Kompressor best Ive ever thrown . What ever rod you throw if you cant load it you should not be thrown it. Ive never casted AFAW rods so I cant pass judgement but ,speaking for my self a great learning rod would be the Batson Rods (rainshadow) you can buy a blank in the saltwater series at a very cheap price Batson is not making them anymore. Build it yourself rod ,would cost you less than $175. Rainshadod 3to6 easy to throw, light ,takes a lick'en an and keeps tick'en.


----------



## O'Shaughnessy

I have a Saltiga Ballistic 35-405G that I bought used.... the middleweight one, 4-12 ounces. I like it a lot, but I haven't thrown it hard yet because I'm afraid I'm gonna break it. Can I put 8nbait on it and chuck it hard, or is that best left for the 6-15oz. model?


----------



## Ryan Y

The thing I never liked about the Salitgas was that when fighting a big fish, the line tends to dip below the rod a lot on conventionals. 
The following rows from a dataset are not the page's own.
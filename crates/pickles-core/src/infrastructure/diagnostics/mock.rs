//! Recording diagnostics sink for tests.

use std::sync::{Arc, Mutex};

use super::{Diagnostic, DiagnosticSink};

/// A [`DiagnosticSink`] that keeps every reported diagnostic in memory.
///
/// Clones share the same buffer, so a test can keep one handle and pass the
/// other into the configuration store.
#[derive(Clone, Default)]
pub struct RecordingDiagnostics {
    reported: Arc<Mutex<Vec<Diagnostic>>>,
}

impl RecordingDiagnostics {
    pub fn new() -> Self {
        Self::default()
    }

    /// Returns a copy of every diagnostic reported so far, oldest first.
    pub fn reported(&self) -> Vec<Diagnostic> {
        self.reported.lock().expect("lock poisoned").clone()
    }

    /// Returns the number of diagnostics reported so far.
    pub fn count(&self) -> usize {
        self.reported.lock().expect("lock poisoned").len()
    }
}

impl DiagnosticSink for RecordingDiagnostics {
    fn report(&self, diagnostic: Diagnostic) {
        self.reported.lock().expect("lock poisoned").push(diagnostic);
    }
}
//! Optional TOML settings file.
//!
//! Teams that run the generator from CI usually keep the same handful of
//! options in a file next to their feature files and pass it with
//! `--settings`.  Every key is optional; an absent key falls back to the
//! command line or the built-in default.  Example:
//!
//! ```toml
//! feature_directory = "features"
//! output_directory = "docs"
//! documentation_format = "dhtml"
//! system_under_test_version = "2.4.1"
//! test_results_files = ["TestResult.xml"]
//! experimental_features = false
//! comments = true
//!
//! [arguments]
//! system_under_test_name = "Shop"
//! test_results_format = "nunit3"
//! language = "en"
//! exclude_tags = "@ignore"
//! hide_tags = "@internal"
//! ```
//!
//! Relative paths are resolved against the directory containing the file.
//! The file is only ever read; nothing is written back.

use std::path::{Path, PathBuf};

use pickles_core::{Arguments, DocumentationFormat, ParseFormatError};
use serde::Deserialize;
use thiserror::Error;

use crate::bootstrap::Invocation;

/// Error type for settings file operations.
#[derive(Debug, Error)]
pub enum SettingsError {
    /// The file could not be read.
    #[error("I/O error reading settings at {path}: {source}")]
    Io {
        path: PathBuf,
        #[source]
        source: std::io::Error,
    },

    /// The TOML content could not be parsed.
    #[error("failed to parse settings TOML at {path}: {source}")]
    Parse {
        path: PathBuf,
        #[source]
        source: toml::de::Error,
    },

    /// A value parsed as TOML but is not meaningful.
    #[error("invalid value for '{field}': {source}")]
    InvalidValue {
        field: &'static str,
        #[source]
        source: ParseFormatError,
    },
}

/// On-disk shape of the settings file.
#[derive(Debug, Clone, Default, PartialEq, Deserialize)]
#[serde(default)]
pub struct SettingsFile {
    pub feature_directory: Option<PathBuf>,
    pub output_directory: Option<PathBuf>,
    /// Output format name, matched case-insensitively.
    pub documentation_format: Option<String>,
    pub system_under_test_version: Option<String>,
    pub test_results_files: Vec<PathBuf>,
    pub experimental_features: Option<bool>,
    pub comments: Option<bool>,
    pub arguments: Arguments,
}

impl SettingsFile {
    /// Parses settings from TOML text.
    ///
    /// # Errors
    ///
    /// Returns [`toml::de::Error`] if the text is not valid TOML or a key has
    /// the wrong type.
    pub fn from_toml(content: &str) -> Result<Self, toml::de::Error> {
        toml::from_str(content)
    }

    /// Converts the file into an [`Invocation`], resolving relative paths
    /// against `base_dir`.
    ///
    /// # Errors
    ///
    /// Returns [`SettingsError::InvalidValue`] if `documentation_format` names
    /// no known format.
    pub fn into_invocation(self, base_dir: &Path) -> Result<Invocation, SettingsError> {
        let documentation_format = self
            .documentation_format
            .as_deref()
            .map(str::parse::<DocumentationFormat>)
            .transpose()
            .map_err(|source| SettingsError::InvalidValue {
                field: "documentation_format",
                source,
            })?;

        Ok(Invocation {
            feature_directory: self.feature_directory.map(|p| resolve(base_dir, p)),
            output_directory: self.output_directory.map(|p| resolve(base_dir, p)),
            documentation_format,
            system_under_test_version: self.system_under_test_version,
            test_results_files: self
                .test_results_files
                .into_iter()
                .map(|p| resolve(base_dir, p))
                .collect(),
            experimental_features: self.experimental_features,
            comments: self.comments,
            arguments: self.arguments,
        })
    }
}

/// Reads and parses the settings file at `path`.
///
/// A missing file is an error: the user named it explicitly.
///
/// # Errors
///
/// Returns [`SettingsError::Io`] if the file cannot be read and
/// [`SettingsError::Parse`] if the TOML is malformed.
pub fn load_settings(path: &Path) -> Result<SettingsFile, SettingsError> {
    let content = std::fs::read_to_string(path).map_err(|source| SettingsError::Io {
        path: path.to_path_buf(),
        source,
    })?;
    SettingsFile::from_toml(&content).map_err(|source| SettingsError::Parse {
        path: path.to_path_buf(),
        source,
    })
}

/// Loads `path` and converts it into an [`Invocation`].
///
/// # Errors
///
/// See [`load_settings`] and [`SettingsFile::into_invocation`].
pub fn load_invocation(path: &Path) -> Result<Invocation, SettingsError> {
    let base_dir = path.parent().unwrap_or_else(|| Path::new(""));
    load_settings(path)?.into_invocation(base_dir)
}

fn resolve(base_dir: &Path, path: PathBuf) -> PathBuf {
    if path.is_absolute() {
        path
    } else {
        base_dir.join(path)
    }
}

// ── Tests ─────────────────────────────────────────────────────────────────────

#[cfg(test)]
mod tests {
    use super::*;

    #[test]
    fn test_empty_toml_gives_empty_settings() {
        let settings = SettingsFile::from_toml("").expect("empty TOML is valid");
        assert_eq!(settings, SettingsFile::default());
    }

    #[test]
    fn test_full_settings_file_deserializes() {
        // Arrange
        let toml_str = r#"
feature_directory = "features"
output_directory = "docs"
documentation_format = "dhtml"
system_under_test_version = "2.4.1"
test_results_files = ["a.xml", "b.xml"]
experimental_features = true
comments = false

[arguments]
system_under_test_name = "Shop"
test_results_format = "nunit3"
language = "fr"
"#;

        // Act
        let settings = SettingsFile::from_toml(toml_str).expect("deserialize");

        // Assert
        assert_eq!(settings.feature_directory, Some(PathBuf::from("features")));
        assert_eq!(settings.documentation_format.as_deref(), Some("dhtml"));
        assert_eq!(settings.test_results_files.len(), 2);
        assert_eq!(settings.experimental_features, Some(true));
        assert_eq!(settings.comments, Some(false));
        assert_eq!(settings.arguments.language.as_deref(), Some("fr"));
        assert_eq!(settings.arguments.hide_tags, None);
    }

    #[test]
    fn test_wrong_type_is_a_parse_error() {
        assert!(SettingsFile::from_toml("comments = \"yes\"").is_err());
    }

    #[test]
    fn test_invalid_toml_is_a_parse_error() {
        assert!(SettingsFile::from_toml("[[[ not valid toml").is_err());
    }

    #[test]
    fn test_into_invocation_resolves_relative_paths() {
        let settings = SettingsFile {
            feature_directory: Some(PathBuf::from("features")),
            test_results_files: vec![PathBuf::from("out/TestResult.xml")],
            ..SettingsFile::default()
        };

        let invocation = settings.into_invocation(Path::new("/repo")).unwrap();

        assert_eq!(invocation.feature_directory, Some(PathBuf::from("/repo/features")));
        assert_eq!(
            invocation.test_results_files,
            vec![PathBuf::from("/repo/out/TestResult.xml")]
        );
    }

    #[test]
    fn test_into_invocation_keeps_absolute_paths() {
        let absolute = std::env::temp_dir().join("docs");
        let settings = SettingsFile {
            output_directory: Some(absolute.clone()),
            ..SettingsFile::default()
        };

        let invocation = settings.into_invocation(Path::new("/repo")).unwrap();

        assert_eq!(invocation.output_directory, Some(absolute));
    }

    #[test]
    fn test_into_invocation_parses_documentation_format() {
        let settings = SettingsFile {
            documentation_format: Some("Markdown".to_string()),
            ..SettingsFile::default()
        };

        let invocation = settings.into_invocation(Path::new("")).unwrap();

        assert_eq!(
            invocation.documentation_format,
            Some(DocumentationFormat::Markdown)
        );
    }

    #[test]
    fn test_into_invocation_rejects_unknown_documentation_format() {
        let settings = SettingsFile {
            documentation_format: Some("pdf".to_string()),
            ..SettingsFile::default()
        };

        let result = settings.into_invocation(Path::new(""));

        assert!(matches!(
            result,
            Err(SettingsError::InvalidValue {
                field: "documentation_format",
                ..
            })
        ));
    }

    #[test]
    fn test_load_settings_missing_file_is_io_error() {
        let path = PathBuf::from("/nonexistent/path/that/cannot/exist/pickles.toml");
        assert!(matches!(load_settings(&path), Err(SettingsError::Io { .. })));
    }
}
While the Nail was a beastly rod WRI made vast improvements with the inferno, then the fusion and the f-mag. Worst part was not being able to get a straight blank all the time. While I tend to wish I had held on to the last two fusions I owned (and built). I still stand by the CCP 8-12 or 6-10. About the biggest bait I toss any more is a lopped off spot head and I still cut them off in front of the fins so they will fly farther.


----------



## chris storrs

the furthest casting drummers on the beach/pier mostly all throw wheeler rods

in no particular order...and some heavy hitters forgotten im sure

tom harris-fusion...not much to say here but i hope ive got better bait
ken wilson-mag...not sure how the old man does it, keep a yougen on his toes
william-mag....in pats words "hes a monster"
blakester-st croix beast...dilf can put it out there
arch-inferno...diablo, grandmaster, doesnt just hit the rail, BREAKS the rail
j hillsman-?1509 maybe?not sure what he throws nowadays..often copied, never duplicated haha
pat-mag...watch sensei throw a bait twice the size of yours way on out there
joel-nail, inferno,assorted wheeler rods...in pats words"when i grow up i want my rod to make that sound"
nick-fusion i think still, i wish hed quit building others longcasting drum rods
zack-fusion or mag?smokes em all spring 
lee- mag/infernos...well when hes not picking out a zing pow


list goes on.....i just bought another inferno in case one of my other two breaks , and ill buy the next one i see for sale and the one after that.....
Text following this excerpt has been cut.